Dataset entries
==================================================

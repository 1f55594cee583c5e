// Lexer for `.mir` source files.
//
// Uses the `logos` crate for DFA-based lexing. Newlines are significant
// (statement terminators); `#` starts a comment that runs to end of line.
//
// Preconditions: input is valid UTF-8.
// Postconditions: returns all tokens with byte-offset spans, plus any lex errors.
// Failure modes: unrecognized characters produce `LexError`; lexing continues.
// Side effects: none.

use logos::Logos;
use std::fmt;

/// Byte-offset span in source text.
#[derive(Debug, Clone, Copy, PartialEq, Eq)]
pub struct Span {
    pub start: usize,
    pub end: usize,
}

/// A lexer error with location.
#[derive(Debug, Clone, PartialEq)]
pub struct LexError {
    pub span: Span,
    pub message: String,
}

/// Result of lexing: tokens plus any errors (non-fatal).
#[derive(Debug)]
pub struct LexResult {
    pub tokens: Vec<(Token, Span)>,
    pub errors: Vec<LexError>,
}

/// `.mir` token types.
///
/// Identifiers carry no value — use the span to retrieve the text.
#[derive(Logos, Debug, Clone, PartialEq)]
#[logos(skip r"[ \t\r]+|#[^\n]*")]
pub enum Token {
    // ── Keywords ──
    #[token("set")]
    Set,
    #[token("kernel")]
    Kernel,
    #[token("arg")]
    Arg,
    #[token("inst")]
    Inst,

    // ── Symbols ──
    #[token("->")]
    Arrow,
    #[token("@")]
    At,
    #[token(":")]
    Colon,
    #[token("/")]
    Slash,
    #[token("(")]
    LParen,
    #[token(")")]
    RParen,
    #[token("[")]
    LBracket,
    #[token("]")]
    RBracket,
    #[token(",")]
    Comma,
    #[token("=")]
    Equals,

    // ── Identifier ──
    //
    // Dots are allowed after the first character so framework-style
    // variable names (`fc_0.tmp_1`) lex as one identifier.
    /// Identifier: `[a-zA-Z_][a-zA-Z0-9_.]*`
    #[regex(r"[a-zA-Z_][a-zA-Z0-9_.]*")]
    Ident,

    // ── Structure ──
    /// One or more newlines (significant — statement terminator).
    #[regex(r"\n+")]
    Newline,
}

impl fmt::Display for Token {
    fn fmt(&self, f: &mut fmt::Formatter<'_>) -> fmt::Result {
        match self {
            Token::Set => write!(f, "set"),
            Token::Kernel => write!(f, "kernel"),
            Token::Arg => write!(f, "arg"),
            Token::Inst => write!(f, "inst"),
            Token::Arrow => write!(f, "->"),
            Token::At => write!(f, "@"),
            Token::Colon => write!(f, ":"),
            Token::Slash => write!(f, "/"),
            Token::LParen => write!(f, "("),
            Token::RParen => write!(f, ")"),
            Token::LBracket => write!(f, "["),
            Token::RBracket => write!(f, "]"),
            Token::Comma => write!(f, ","),
            Token::Equals => write!(f, "="),
            Token::Ident => write!(f, "<ident>"),
            Token::Newline => write!(f, "<newline>"),
        }
    }
}

// ── Public API ──

/// Lex a `.mir` source string into tokens.
///
/// Lexing is non-fatal: errors are collected and the lexer continues past
/// bad characters.
pub fn lex(source: &str) -> LexResult {
    let lexer = Token::lexer(source);
    let mut tokens = Vec::new();
    let mut errors = Vec::new();

    for (result, range) in lexer.spanned() {
        let span = Span {
            start: range.start,
            end: range.end,
        };
        match result {
            Ok(token) => tokens.push((token, span)),
            Err(()) => errors.push(LexError {
                span,
                message: format!("unexpected character: {:?}", &source[span.start..span.end]),
            }),
        }
    }

    LexResult { tokens, errors }
}

// ── Tests ──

==================================================

● **Problem to solve**
From the records above, copy every line that includes the word "text".

● **Solution below**
/// Byte-offset span in source text.
/// Identifiers carry no value — use the span to retrieve the text.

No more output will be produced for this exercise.